Старинные крестьянские костюмы нашей губернии очень красивы, но, к сожалению, на них "прошла мода", как говорят бабы, их уже не носят теперь, все больше и больше заражаясь городскими фасонами из скверных фабричных ситцев. Однако у старух сохраняются еще по сундукам все принадлежности старинного убора, которые они даже охотно продают. Но не только старухи, а и молодые девки и бабы умеют вышивать по-старинному и легко снимают какой угодно мудреный старинный узор "строчками". И вот, не навязывая им никаких посторонних вкусов, идей, мы понемногу стали приучать их применять свое искусство к вещам нашего обихода. Нам ни к чему фартуки, "поляки" (наплечные вышивки на рубахах), поэтому мы начали с салфеточек, понемногу увеличивая их размеры, вводя все более сложные и богатые узоры. В местных вышивках встречались только яркие красные, синие и желтые нитки, мы же предложили исполнять узоры в более мягких, гармоничных тонах. Наши цвета им сначала не нравились, они называли их "мутными", но потом вошли во вкус.

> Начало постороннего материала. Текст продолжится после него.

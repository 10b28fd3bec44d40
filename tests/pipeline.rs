//! End-to-end pipeline tests over a temporary filesystem store with an
//! in-process batch service double: process → submit → poll → reconcile,
//! the failure path, and the idempotency guarantees.

use anyhow::{anyhow, Result};
use async_trait::async_trait;
use std::collections::VecDeque;
use std::sync::Mutex;

use docbatch::batch_api::{BatchService, JobState};
use docbatch::config::{BatchConfig, ChunkingConfig, Config, StoreConfig};
use docbatch::models::{ExtractedDocument, JobStatus};
use docbatch::notify::Notifier;
use docbatch::orchestrator::Orchestrator;
use docbatch::pipeline::{content_hash, process_project};
use docbatch::store::{keys, FsStore, ObjectStore};

fn test_config() -> Config {
    Config {
        store: StoreConfig {
            root: Some("/unused".into()),
            s3: None,
        },
        chunking: ChunkingConfig {
            max_tokens: 200,
            overlap_tokens: 20,
        },
        batch: BatchConfig {
            endpoint: "https://example.openai.azure.com".to_string(),
            model: "gpt-4o-2".to_string(),
            api_version: "2025-04-01-preview".to_string(),
            max_completion_tokens: 1000,
            temperature: 0.3,
            completion_window_hours: 24,
            max_retries: 1,
            timeout_secs: 5,
        },
    }
}

/// Service double that accepts one submission, replays scripted status
/// checks, and answers each uploaded request with a canned model output.
struct FakeBatchService {
    statuses: Mutex<VecDeque<JobStatus>>,
    /// custom ids captured from the uploaded JSONL.
    uploaded_ids: Mutex<Vec<String>>,
    jobs_created: Mutex<usize>,
    model_output: String,
}

impl FakeBatchService {
    fn new(statuses: Vec<JobStatus>, model_output: &str) -> Self {
        Self {
            statuses: Mutex::new(statuses.into()),
            uploaded_ids: Mutex::new(Vec::new()),
            jobs_created: Mutex::new(0),
            model_output: model_output.to_string(),
        }
    }
}

#[async_trait]
impl BatchService for FakeBatchService {
    async fn upload_input(&self, jsonl: &str) -> Result<String> {
        let ids = jsonl
            .lines()
            .filter(|l| !l.trim().is_empty())
            .map(|l| {
                let v: serde_json::Value = serde_json::from_str(l)?;
                Ok(v["custom_id"]
                    .as_str()
                    .ok_or_else(|| anyhow!("missing custom_id"))?
                    .to_string())
            })
            .collect::<Result<Vec<_>>>()?;
        *self.uploaded_ids.lock().unwrap() = ids;
        Ok("file-in".to_string())
    }

    async fn create_job(&self, _input: &str, window: &str) -> Result<String> {
        assert_eq!(window, "24h");
        let mut n = self.jobs_created.lock().unwrap();
        *n += 1;
        Ok(format!("batch_test_{}", n))
    }

    async fn job_status(&self, _job_id: &str) -> Result<JobState> {
        let status = self
            .statuses
            .lock()
            .unwrap()
            .pop_front()
            .ok_or_else(|| anyhow!("no scripted status left"))?;
        Ok(JobState {
            output_file_id: (status == JobStatus::Completed).then(|| "file-out".to_string()),
            status,
        })
    }

    async fn download_output(&self, _file_id: &str) -> Result<String> {
        let lines: Vec<String> = self
            .uploaded_ids
            .lock()
            .unwrap()
            .iter()
            .map(|id| {
                serde_json::json!({
                    "custom_id": id,
                    "response": {
                        "status_code": 200,
                        "body": {"choices": [{"message": {"content": self.model_output}}]}
                    }
                })
                .to_string()
            })
            .collect();
        Ok(lines.join("\n"))
    }
}

struct CountingNotifier(Mutex<Vec<String>>);

#[async_trait]
impl Notifier for CountingNotifier {
    async fn critical(&self, _project: &str, job_id: &str, message: &str) {
        self.0.lock().unwrap().push(format!("{}: {}", job_id, message));
    }
}

async fn seed(store: &FsStore, project: &str, name: &str, text: &str) {
    let doc = ExtractedDocument {
        project: project.to_string(),
        name: name.to_string(),
        text: text.to_string(),
        content_hash: content_hash(text),
    };
    store
        .put(
            &keys::extracted(project, name),
            serde_json::to_vec_pretty(&doc).unwrap().as_slice(),
        )
        .await
        .unwrap();
}

#[tokio::test]
async fn test_full_run_submit_poll_reconcile() {
    let dir = tempfile::tempdir().unwrap();
    let store = FsStore::new(dir.path());
    let config = test_config();
    let service = FakeBatchService::new(
        vec![JobStatus::InProgress, JobStatus::Completed],
        "```json\n{\"concepto_final\": \"Favorable\"}\n```",
    );
    let notifier = CountingNotifier(Mutex::new(vec![]));

    seed(&store, "CFA009660", "IXP-2024-001", "Informe de auditoría. Opinión sin salvedades.").await;
    seed(&store, "CFA009660", "ROP-CFA009660", "Reglamento operativo con productos y desembolsos.").await;

    let report = process_project(
        &store, &service, &notifier, &config, "CFA009660", None, None, false,
    )
    .await
    .unwrap();

    // IXP → audit; ROP → product + disbursement; one chunk each.
    assert_eq!(report.documents, 2);
    assert_eq!(report.requests, 3);
    assert!(report.submitted);
    let job_id = report.job_id.unwrap();

    let orchestrator = Orchestrator {
        store: &store,
        service: &service,
        notifier: &notifier,
        config: &config.batch,
    };

    // Tick 1: in flight. Tick 2: completed and reconciled.
    assert_eq!(orchestrator.poll_tick().await.unwrap().in_flight, 1);
    assert_eq!(orchestrator.poll_tick().await.unwrap().completed, 1);

    // One result file per routed category, each record carrying the
    // parsed fenced JSON.
    for category in ["audit", "product", "disbursement"] {
        let data = store
            .get(&keys::category_results("CFA009660", category))
            .await
            .unwrap()
            .unwrap_or_else(|| panic!("missing results for {}", category));
        let parsed: serde_json::Value = serde_json::from_slice(&data).unwrap();
        assert_eq!(parsed["batch_id"], job_id.as_str());
        assert_eq!(parsed["records"][0]["content"]["concepto_final"], "Favorable");
    }
    assert!(store
        .exists(&keys::processed_marker("CFA009660", &job_id))
        .await
        .unwrap());
    assert!(!store.exists(&keys::pending_guard("CFA009660")).await.unwrap());
    assert!(notifier.0.lock().unwrap().is_empty());

    // A further tick does nothing new.
    let quiet = orchestrator.poll_tick().await.unwrap();
    assert_eq!(quiet.completed, 0);
    assert_eq!(quiet.errors, 0);
}

#[tokio::test]
async fn test_failed_job_yields_no_results_and_one_alert() {
    let dir = tempfile::tempdir().unwrap();
    let store = FsStore::new(dir.path());
    let config = test_config();
    let service = FakeBatchService::new(vec![JobStatus::Failed], "");
    let notifier = CountingNotifier(Mutex::new(vec![]));

    seed(&store, "CFA009660", "IXP-2024-001", "Informe de auditoría.").await;

    let report = process_project(
        &store, &service, &notifier, &config, "CFA009660", None, None, false,
    )
    .await
    .unwrap();
    let job_id = report.job_id.unwrap();

    let orchestrator = Orchestrator {
        store: &store,
        service: &service,
        notifier: &notifier,
        config: &config.batch,
    };
    assert_eq!(orchestrator.poll_tick().await.unwrap().dead, 1);

    assert!(store
        .list(&keys::category_results("CFA009660", "audit"))
        .await
        .unwrap()
        .is_empty());
    let alerts = notifier.0.lock().unwrap().clone();
    assert_eq!(alerts.len(), 1);
    assert!(alerts[0].contains(&job_id));

    // Re-polling stays quiet and the project can submit again.
    orchestrator.poll_tick().await.unwrap();
    assert_eq!(notifier.0.lock().unwrap().len(), 1);
    assert!(!store.exists(&keys::pending_guard("CFA009660")).await.unwrap());
}

#[tokio::test]
async fn test_second_submission_refused_while_in_flight() {
    let dir = tempfile::tempdir().unwrap();
    let store = FsStore::new(dir.path());
    let config = test_config();
    let service = FakeBatchService::new(vec![], "");
    let notifier = CountingNotifier(Mutex::new(vec![]));

    seed(&store, "CFA009660", "IXP-2024-001", "Informe de auditoría.").await;

    let first = process_project(
        &store, &service, &notifier, &config, "CFA009660", None, None, false,
    )
    .await
    .unwrap();
    assert!(first.submitted);

    let second = process_project(
        &store, &service, &notifier, &config, "CFA009660", None, None, false,
    )
    .await
    .unwrap();
    assert!(!second.submitted);
    assert_eq!(second.job_id, first.job_id);
}

#[tokio::test]
async fn test_repolling_completed_job_is_idempotent() {
    let dir = tempfile::tempdir().unwrap();
    let store = FsStore::new(dir.path());
    let config = test_config();
    let service = FakeBatchService::new(vec![JobStatus::Completed], "{\"x\": 1}");
    let notifier = CountingNotifier(Mutex::new(vec![]));

    seed(&store, "CFA009660", "IXP-2024-001", "Informe de auditoría.").await;
    process_project(
        &store, &service, &notifier, &config, "CFA009660", None, None, false,
    )
    .await
    .unwrap();

    let orchestrator = Orchestrator {
        store: &store,
        service: &service,
        notifier: &notifier,
        config: &config.batch,
    };
    assert_eq!(orchestrator.poll_tick().await.unwrap().completed, 1);

    let results_key = keys::category_results("CFA009660", "audit");
    let before = store.get(&results_key).await.unwrap().unwrap();
    // Several further ticks leave the results byte-identical.
    orchestrator.poll_tick().await.unwrap();
    orchestrator.poll_tick().await.unwrap();
    let after = store.get(&results_key).await.unwrap().unwrap();
    assert_eq!(before, after);
}

#[tokio::test]
async fn test_two_projects_keep_separate_results() {
    let dir = tempfile::tempdir().unwrap();
    let store = FsStore::new(dir.path());
    let config = test_config();
    let service = FakeBatchService::new(
        vec![JobStatus::Completed, JobStatus::Completed],
        "{\"concepto_final\": \"Favorable\"}",
    );
    let notifier = CountingNotifier(Mutex::new(vec![]));
    let orchestrator = Orchestrator {
        store: &store,
        service: &service,
        notifier: &notifier,
        config: &config.batch,
    };

    seed(&store, "CFA-A", "IXP-A", "Informe de auditoría del proyecto A.").await;
    let a = process_project(&store, &service, &notifier, &config, "CFA-A", None, None, false)
        .await
        .unwrap();
    let job_a = a.job_id.unwrap();
    assert_eq!(orchestrator.poll_tick().await.unwrap().completed, 1);

    seed(&store, "CFA-B", "IXP-B", "Informe de auditoría del proyecto B.").await;
    let b = process_project(&store, &service, &notifier, &config, "CFA-B", None, None, false)
        .await
        .unwrap();
    let job_b = b.job_id.unwrap();
    assert_ne!(job_a, job_b);
    assert_eq!(orchestrator.poll_tick().await.unwrap().completed, 1);

    // Project A's results survive project B's reconciliation.
    let a_results = store
        .get(&keys::category_results("CFA-A", "audit"))
        .await
        .unwrap()
        .unwrap();
    let a_results: serde_json::Value = serde_json::from_slice(&a_results).unwrap();
    assert_eq!(a_results["batch_id"], job_a.as_str());
    assert_eq!(a_results["records"][0]["document"], "IXP-A");

    let b_results = store
        .get(&keys::category_results("CFA-B", "audit"))
        .await
        .unwrap()
        .unwrap();
    let b_results: serde_json::Value = serde_json::from_slice(&b_results).unwrap();
    assert_eq!(b_results["batch_id"], job_b.as_str());
    assert_eq!(b_results["records"][0]["document"], "IXP-B");
}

Крестьянки сперва туго поддавались — они вообще консервативны, недоверчивы и ко всяким новшествам неподатливы, брались робко, с неохотой, уходили, возвращались. Приходилось переплачивать, чтобы заинтересовать, привлечь их. Рисковали лишь самые смелые, но зато немного погодя не было отбоя от них, за пятьдесят верст приходили иногда, умоляя дать работу.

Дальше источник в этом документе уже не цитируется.